__What you need to do__
For this listing, the lines between the one holding "pub const MAX_BOOT_MODULES: usize = 16;" and the one holding "if count > MAX_BOOT_MODULES", inclusive, must be set down exactly.

=== Data in this exercise ===

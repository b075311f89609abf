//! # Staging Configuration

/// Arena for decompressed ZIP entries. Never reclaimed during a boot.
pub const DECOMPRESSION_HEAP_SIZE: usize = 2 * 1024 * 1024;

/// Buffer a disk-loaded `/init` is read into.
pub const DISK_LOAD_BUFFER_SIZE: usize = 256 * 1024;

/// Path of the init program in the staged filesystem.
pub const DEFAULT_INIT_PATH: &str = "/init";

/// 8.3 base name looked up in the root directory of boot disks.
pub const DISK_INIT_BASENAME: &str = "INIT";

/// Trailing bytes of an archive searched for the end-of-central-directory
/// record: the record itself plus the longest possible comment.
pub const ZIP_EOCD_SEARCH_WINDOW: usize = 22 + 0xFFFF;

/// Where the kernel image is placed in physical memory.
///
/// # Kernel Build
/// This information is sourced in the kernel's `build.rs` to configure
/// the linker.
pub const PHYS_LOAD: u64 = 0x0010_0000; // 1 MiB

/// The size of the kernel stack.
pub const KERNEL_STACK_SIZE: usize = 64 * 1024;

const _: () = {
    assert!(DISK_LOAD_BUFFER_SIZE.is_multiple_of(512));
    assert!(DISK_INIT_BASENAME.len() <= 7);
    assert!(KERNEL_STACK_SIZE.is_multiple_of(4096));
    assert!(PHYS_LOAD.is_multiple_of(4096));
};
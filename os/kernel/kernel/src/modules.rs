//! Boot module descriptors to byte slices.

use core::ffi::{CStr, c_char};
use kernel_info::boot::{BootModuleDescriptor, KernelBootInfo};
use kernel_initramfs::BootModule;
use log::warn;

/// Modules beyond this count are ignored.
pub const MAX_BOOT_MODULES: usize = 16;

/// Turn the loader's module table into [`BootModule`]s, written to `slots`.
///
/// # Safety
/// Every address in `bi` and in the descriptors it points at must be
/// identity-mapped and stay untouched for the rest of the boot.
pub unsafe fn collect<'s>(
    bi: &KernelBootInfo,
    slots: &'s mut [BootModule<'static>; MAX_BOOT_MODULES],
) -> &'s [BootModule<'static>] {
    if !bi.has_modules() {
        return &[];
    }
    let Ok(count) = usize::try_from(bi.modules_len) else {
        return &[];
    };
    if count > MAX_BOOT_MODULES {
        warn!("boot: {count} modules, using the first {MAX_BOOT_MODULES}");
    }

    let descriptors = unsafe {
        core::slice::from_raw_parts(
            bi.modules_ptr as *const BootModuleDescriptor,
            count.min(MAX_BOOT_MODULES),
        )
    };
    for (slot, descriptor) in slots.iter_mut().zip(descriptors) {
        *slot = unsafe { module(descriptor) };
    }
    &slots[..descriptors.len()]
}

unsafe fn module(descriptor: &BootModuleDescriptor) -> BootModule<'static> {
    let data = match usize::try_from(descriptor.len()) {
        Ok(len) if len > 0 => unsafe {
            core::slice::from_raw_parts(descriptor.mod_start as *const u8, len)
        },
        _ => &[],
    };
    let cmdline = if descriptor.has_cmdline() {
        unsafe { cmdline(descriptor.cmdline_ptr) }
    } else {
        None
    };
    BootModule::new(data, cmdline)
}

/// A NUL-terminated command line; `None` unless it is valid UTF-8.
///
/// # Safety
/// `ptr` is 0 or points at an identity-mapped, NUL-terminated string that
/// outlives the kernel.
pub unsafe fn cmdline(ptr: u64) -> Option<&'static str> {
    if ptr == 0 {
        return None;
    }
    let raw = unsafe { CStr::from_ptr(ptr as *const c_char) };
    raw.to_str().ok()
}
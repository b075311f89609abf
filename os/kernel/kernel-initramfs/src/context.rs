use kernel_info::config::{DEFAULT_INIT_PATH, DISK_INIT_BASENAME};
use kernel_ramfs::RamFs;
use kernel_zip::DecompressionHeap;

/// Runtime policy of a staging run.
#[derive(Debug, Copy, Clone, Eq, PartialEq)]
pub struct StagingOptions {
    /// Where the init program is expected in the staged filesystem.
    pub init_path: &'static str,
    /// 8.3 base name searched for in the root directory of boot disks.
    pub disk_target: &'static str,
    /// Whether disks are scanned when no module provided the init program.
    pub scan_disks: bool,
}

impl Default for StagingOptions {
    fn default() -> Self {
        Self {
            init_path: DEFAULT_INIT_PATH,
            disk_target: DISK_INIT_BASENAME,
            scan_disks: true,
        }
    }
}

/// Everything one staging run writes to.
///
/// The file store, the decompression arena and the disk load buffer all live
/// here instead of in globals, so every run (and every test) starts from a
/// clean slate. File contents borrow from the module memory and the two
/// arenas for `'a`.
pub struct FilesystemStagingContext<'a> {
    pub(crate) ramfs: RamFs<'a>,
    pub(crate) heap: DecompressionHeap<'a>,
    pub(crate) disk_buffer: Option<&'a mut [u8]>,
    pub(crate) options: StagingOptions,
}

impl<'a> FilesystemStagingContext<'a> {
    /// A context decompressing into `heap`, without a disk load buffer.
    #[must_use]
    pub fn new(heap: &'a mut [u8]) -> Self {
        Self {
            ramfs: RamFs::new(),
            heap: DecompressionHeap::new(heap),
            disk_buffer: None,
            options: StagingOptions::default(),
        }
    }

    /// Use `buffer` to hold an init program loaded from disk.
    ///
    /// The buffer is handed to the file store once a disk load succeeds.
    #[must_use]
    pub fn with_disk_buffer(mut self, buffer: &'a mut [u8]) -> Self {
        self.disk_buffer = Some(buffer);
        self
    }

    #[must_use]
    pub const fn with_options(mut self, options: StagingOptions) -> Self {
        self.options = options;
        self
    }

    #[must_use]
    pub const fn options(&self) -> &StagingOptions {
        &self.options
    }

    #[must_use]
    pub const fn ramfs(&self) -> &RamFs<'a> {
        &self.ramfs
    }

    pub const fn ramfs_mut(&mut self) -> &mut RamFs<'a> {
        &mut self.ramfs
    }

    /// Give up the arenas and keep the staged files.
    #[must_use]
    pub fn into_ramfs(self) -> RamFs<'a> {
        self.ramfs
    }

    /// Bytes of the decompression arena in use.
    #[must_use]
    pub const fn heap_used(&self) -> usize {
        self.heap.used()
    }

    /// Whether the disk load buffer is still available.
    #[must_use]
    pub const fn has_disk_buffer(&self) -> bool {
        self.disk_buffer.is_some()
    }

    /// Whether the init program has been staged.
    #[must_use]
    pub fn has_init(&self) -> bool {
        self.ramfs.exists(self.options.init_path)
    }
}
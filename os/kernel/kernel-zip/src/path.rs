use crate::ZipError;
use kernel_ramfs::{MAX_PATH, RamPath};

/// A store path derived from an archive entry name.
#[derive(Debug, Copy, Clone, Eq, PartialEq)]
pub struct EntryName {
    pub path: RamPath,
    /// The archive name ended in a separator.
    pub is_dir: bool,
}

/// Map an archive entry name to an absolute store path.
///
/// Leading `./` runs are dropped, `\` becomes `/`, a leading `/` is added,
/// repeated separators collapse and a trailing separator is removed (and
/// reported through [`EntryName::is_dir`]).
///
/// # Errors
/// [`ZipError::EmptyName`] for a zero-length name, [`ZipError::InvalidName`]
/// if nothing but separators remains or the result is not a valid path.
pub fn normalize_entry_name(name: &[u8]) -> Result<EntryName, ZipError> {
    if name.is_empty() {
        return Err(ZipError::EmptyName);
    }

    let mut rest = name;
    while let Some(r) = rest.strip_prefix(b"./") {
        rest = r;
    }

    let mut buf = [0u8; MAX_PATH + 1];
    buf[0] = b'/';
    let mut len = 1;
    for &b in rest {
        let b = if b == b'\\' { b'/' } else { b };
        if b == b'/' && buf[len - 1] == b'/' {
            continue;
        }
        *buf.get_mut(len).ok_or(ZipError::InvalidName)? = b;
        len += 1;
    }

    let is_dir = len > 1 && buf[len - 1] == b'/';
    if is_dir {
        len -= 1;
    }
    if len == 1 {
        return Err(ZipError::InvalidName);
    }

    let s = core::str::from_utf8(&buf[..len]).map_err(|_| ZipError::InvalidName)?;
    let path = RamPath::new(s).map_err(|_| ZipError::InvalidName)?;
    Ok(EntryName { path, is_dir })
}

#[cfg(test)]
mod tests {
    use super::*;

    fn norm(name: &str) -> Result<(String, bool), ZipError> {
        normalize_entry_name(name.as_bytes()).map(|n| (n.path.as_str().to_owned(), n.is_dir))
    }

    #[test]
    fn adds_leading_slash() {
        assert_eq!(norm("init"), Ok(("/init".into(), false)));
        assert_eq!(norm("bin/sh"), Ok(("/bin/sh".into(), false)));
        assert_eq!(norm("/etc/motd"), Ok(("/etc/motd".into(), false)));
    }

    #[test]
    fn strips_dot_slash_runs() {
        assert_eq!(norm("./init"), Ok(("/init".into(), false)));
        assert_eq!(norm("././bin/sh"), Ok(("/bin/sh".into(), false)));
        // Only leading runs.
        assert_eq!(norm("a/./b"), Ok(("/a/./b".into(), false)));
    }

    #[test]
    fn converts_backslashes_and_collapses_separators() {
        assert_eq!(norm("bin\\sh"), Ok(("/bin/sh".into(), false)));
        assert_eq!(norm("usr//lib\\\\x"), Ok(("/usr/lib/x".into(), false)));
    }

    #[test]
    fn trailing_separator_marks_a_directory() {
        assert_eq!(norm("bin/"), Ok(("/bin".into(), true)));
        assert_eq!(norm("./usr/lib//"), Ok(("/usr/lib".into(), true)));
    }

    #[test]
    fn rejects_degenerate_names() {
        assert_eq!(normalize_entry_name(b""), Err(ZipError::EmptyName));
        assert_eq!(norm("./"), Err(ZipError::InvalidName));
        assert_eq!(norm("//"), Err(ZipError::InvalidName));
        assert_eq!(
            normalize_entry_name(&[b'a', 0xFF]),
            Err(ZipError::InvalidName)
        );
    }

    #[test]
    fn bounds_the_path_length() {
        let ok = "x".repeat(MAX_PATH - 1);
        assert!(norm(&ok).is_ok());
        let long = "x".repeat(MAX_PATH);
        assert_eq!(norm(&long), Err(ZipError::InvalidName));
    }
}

===

__Result of the exercise__
pub const MAX_BOOT_MODULES: usize = 16;

/// Turn the loader's module table into [`BootModule`]s, written to `slots`.
///
/// # Safety
/// Every address in `bi` and in the descriptors it points at must be
/// identity-mapped and stay untouched for the rest of the boot.
pub unsafe fn collect<'s>(
    bi: &KernelBootInfo,
    slots: &'s mut [BootModule<'static>; MAX_BOOT_MODULES],
) -> &'s [BootModule<'static>] {
    if !bi.has_modules() {
        return &[];
    }
    let Ok(count) = usize::try_from(bi.modules_len) else {
        return &[];
    };
    if count > MAX_BOOT_MODULES {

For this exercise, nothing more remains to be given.